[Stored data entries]
⁂

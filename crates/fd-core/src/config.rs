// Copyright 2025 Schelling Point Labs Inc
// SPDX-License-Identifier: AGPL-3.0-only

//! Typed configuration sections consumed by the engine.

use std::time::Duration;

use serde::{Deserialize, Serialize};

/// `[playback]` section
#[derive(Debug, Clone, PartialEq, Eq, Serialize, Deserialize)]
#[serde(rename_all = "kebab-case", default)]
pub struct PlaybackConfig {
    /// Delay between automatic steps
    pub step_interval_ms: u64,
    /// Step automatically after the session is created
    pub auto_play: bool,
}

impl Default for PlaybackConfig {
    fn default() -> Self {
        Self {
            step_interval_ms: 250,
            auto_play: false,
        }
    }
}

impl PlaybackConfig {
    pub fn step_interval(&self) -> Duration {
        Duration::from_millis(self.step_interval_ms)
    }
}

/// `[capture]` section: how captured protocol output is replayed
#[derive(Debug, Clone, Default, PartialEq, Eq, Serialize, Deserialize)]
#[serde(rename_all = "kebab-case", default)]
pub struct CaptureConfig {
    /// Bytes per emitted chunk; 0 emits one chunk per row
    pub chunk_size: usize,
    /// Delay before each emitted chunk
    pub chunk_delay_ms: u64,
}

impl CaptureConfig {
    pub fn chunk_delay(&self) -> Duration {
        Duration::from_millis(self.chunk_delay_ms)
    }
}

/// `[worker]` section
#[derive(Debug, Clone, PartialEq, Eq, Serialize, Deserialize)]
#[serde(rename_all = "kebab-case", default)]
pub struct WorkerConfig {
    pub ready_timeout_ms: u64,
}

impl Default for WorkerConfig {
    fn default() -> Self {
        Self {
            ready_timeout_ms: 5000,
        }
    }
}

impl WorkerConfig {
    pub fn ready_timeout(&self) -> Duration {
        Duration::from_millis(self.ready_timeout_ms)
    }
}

⁂

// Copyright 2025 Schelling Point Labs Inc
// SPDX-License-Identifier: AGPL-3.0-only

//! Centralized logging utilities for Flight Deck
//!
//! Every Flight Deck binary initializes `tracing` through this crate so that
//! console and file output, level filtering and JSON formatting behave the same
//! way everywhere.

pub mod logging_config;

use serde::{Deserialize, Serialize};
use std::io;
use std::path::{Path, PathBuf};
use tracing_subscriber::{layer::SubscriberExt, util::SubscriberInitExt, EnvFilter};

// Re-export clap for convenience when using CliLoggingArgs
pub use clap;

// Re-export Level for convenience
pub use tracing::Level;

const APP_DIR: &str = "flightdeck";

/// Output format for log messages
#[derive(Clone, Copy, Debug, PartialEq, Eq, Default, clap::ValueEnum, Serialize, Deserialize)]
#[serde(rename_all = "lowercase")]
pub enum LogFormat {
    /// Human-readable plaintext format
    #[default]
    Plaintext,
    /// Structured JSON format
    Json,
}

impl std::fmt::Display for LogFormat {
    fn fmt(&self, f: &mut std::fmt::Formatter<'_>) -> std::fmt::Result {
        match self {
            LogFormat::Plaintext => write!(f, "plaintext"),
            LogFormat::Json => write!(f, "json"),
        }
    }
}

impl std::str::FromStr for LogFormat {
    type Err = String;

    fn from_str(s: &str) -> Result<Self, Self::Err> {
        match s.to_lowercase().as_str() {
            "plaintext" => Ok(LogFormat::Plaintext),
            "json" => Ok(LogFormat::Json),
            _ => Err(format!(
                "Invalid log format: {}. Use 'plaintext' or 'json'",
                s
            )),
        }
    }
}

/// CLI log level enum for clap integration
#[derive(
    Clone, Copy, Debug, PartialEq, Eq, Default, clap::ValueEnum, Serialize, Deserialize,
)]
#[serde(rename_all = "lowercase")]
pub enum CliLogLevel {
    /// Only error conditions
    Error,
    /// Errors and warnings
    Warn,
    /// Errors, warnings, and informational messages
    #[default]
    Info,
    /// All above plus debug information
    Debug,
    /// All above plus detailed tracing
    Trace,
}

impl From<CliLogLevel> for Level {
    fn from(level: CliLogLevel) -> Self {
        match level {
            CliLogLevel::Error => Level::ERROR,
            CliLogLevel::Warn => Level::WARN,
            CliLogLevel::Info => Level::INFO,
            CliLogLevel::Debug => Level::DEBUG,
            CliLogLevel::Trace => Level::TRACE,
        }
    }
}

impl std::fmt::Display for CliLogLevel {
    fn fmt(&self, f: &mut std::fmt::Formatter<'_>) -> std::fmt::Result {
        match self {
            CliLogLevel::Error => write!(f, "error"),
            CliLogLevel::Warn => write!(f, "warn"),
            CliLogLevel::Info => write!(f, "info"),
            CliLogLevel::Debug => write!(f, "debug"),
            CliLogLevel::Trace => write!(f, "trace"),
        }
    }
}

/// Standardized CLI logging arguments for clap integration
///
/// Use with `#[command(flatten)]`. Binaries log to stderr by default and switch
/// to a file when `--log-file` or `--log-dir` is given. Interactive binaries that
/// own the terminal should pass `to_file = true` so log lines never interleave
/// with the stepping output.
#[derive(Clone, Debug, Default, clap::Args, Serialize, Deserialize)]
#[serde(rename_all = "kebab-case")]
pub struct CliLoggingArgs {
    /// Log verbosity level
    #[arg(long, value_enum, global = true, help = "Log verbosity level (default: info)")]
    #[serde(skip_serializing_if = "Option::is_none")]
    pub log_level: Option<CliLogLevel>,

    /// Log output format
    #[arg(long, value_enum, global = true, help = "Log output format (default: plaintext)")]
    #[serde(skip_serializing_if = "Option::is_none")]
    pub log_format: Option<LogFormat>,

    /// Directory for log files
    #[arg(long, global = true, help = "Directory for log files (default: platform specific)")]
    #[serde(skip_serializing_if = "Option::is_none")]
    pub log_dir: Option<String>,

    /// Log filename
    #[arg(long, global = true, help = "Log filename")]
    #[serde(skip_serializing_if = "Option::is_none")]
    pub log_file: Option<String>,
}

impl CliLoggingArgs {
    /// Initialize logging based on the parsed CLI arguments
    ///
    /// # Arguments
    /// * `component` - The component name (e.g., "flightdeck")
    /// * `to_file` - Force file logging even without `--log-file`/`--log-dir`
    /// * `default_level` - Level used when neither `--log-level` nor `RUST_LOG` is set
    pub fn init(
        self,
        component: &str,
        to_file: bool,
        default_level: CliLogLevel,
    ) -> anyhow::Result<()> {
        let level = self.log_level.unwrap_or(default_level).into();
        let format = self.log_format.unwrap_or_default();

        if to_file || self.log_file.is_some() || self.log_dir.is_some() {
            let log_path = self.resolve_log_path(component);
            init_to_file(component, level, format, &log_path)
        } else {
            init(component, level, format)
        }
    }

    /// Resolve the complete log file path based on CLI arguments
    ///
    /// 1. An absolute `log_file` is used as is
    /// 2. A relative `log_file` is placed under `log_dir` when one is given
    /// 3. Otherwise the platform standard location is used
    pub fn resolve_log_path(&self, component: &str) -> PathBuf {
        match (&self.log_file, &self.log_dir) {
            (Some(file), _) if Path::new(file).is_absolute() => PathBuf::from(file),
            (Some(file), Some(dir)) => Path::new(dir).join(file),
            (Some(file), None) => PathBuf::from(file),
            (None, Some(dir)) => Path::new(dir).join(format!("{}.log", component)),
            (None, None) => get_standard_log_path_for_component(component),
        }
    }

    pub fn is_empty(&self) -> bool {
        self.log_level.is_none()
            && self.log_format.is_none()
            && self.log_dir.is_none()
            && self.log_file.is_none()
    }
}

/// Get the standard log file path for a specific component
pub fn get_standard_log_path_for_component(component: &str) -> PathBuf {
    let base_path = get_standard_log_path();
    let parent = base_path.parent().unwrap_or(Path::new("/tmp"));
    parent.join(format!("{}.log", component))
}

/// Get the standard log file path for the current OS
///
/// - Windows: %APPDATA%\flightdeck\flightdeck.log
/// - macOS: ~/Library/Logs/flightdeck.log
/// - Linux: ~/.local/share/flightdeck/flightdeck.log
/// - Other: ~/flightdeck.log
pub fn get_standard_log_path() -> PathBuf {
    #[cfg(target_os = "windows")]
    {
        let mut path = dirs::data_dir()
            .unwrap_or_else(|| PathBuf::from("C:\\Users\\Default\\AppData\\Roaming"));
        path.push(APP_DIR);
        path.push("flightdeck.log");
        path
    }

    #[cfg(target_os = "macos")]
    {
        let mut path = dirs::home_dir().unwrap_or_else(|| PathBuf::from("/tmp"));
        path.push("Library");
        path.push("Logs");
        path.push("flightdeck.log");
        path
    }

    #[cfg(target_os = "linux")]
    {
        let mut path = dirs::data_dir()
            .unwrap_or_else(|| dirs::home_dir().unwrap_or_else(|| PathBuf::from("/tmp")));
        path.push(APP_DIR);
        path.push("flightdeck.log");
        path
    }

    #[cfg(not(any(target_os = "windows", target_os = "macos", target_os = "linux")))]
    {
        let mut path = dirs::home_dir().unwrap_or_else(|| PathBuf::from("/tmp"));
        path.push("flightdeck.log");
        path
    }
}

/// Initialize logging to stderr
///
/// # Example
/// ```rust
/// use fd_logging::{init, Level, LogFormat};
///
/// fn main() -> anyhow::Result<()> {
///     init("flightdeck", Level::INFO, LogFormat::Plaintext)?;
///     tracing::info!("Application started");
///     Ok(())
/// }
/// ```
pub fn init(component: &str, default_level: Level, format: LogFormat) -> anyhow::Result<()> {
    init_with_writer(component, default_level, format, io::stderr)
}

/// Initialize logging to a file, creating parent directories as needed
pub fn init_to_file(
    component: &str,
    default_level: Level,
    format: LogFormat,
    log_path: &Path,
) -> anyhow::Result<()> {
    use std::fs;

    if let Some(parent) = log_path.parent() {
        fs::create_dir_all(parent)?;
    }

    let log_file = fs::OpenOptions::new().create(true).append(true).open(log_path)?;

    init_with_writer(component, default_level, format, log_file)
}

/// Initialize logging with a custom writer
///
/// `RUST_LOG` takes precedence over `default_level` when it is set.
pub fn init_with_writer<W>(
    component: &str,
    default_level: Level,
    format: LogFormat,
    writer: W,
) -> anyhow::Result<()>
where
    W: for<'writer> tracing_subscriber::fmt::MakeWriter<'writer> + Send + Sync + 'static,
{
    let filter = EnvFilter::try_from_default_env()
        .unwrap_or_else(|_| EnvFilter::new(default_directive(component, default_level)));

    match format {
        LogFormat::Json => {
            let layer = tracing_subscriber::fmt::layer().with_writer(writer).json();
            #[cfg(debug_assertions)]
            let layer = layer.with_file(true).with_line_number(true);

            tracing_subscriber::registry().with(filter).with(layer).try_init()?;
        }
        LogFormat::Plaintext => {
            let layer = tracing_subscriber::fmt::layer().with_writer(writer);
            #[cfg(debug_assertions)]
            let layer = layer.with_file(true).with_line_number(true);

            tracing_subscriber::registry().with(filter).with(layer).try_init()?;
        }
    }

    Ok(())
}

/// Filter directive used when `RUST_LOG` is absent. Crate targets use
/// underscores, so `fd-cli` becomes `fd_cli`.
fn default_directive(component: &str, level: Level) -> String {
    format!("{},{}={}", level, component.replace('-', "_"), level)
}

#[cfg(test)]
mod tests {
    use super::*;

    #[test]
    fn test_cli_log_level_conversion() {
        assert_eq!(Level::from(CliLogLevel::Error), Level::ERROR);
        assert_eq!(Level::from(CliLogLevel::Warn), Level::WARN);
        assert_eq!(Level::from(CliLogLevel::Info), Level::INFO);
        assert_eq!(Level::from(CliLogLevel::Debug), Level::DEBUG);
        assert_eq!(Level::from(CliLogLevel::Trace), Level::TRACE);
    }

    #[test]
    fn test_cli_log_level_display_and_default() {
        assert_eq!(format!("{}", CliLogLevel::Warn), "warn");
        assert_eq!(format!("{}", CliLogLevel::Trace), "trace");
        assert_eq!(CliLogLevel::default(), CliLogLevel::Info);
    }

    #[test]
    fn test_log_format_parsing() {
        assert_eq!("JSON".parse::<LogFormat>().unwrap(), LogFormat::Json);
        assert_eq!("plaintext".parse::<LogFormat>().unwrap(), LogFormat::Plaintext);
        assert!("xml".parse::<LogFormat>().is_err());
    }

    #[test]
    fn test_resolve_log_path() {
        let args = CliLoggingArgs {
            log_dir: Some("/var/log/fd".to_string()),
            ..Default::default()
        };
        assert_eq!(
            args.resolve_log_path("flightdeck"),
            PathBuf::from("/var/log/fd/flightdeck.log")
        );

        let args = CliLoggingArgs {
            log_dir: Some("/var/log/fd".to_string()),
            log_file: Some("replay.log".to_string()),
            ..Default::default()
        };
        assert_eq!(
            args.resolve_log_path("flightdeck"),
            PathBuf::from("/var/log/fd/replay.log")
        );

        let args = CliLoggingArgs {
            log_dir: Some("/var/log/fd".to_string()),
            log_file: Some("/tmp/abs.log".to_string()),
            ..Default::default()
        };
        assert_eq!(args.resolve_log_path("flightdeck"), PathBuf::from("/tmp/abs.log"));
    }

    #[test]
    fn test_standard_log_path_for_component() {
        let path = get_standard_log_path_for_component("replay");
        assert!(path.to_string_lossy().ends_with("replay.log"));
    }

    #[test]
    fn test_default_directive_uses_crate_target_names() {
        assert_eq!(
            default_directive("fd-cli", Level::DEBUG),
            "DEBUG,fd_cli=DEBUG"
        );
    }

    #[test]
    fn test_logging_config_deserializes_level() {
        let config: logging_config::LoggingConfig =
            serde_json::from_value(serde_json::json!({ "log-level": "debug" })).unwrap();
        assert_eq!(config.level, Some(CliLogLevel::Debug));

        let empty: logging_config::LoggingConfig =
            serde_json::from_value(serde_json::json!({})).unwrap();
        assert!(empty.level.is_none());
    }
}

⁂

* TASK DIRECTIONS *
Transcribe the records above exactly, beginning at the line that contains "filename crates/fd-core/src/config.rs" and ending with the line that contains "pub fn chunk_delay(&self)", both included, and nothing else.

* EXPECTED ANSWER *
filename crates/fd-core/src/config.rs
// Copyright 2025 Schelling Point Labs Inc
// SPDX-License-Identifier: AGPL-3.0-only

//! Typed configuration sections consumed by the engine.

use std::time::Duration;

use serde::{Deserialize, Serialize};

/// `[playback]` section
#[derive(Debug, Clone, PartialEq, Eq, Serialize, Deserialize)]
#[serde(rename_all = "kebab-case", default)]
pub struct PlaybackConfig {
    /// Delay between automatic steps
    pub step_interval_ms: u64,
    /// Step automatically after the session is created
    pub auto_play: bool,
}

impl Default for PlaybackConfig {
    fn default() -> Self {
        Self {
            step_interval_ms: 250,
            auto_play: false,
        }
    }
}

impl PlaybackConfig {
    pub fn step_interval(&self) -> Duration {
        Duration::from_millis(self.step_interval_ms)
    }
}

/// `[capture]` section: how captured protocol output is replayed
#[derive(Debug, Clone, Default, PartialEq, Eq, Serialize, Deserialize)]
#[serde(rename_all = "kebab-case", default)]
pub struct CaptureConfig {
    /// Bytes per emitted chunk; 0 emits one chunk per row
    pub chunk_size: usize,
    /// Delay before each emitted chunk
    pub chunk_delay_ms: u64,
}

impl CaptureConfig {
    pub fn chunk_delay(&self) -> Duration {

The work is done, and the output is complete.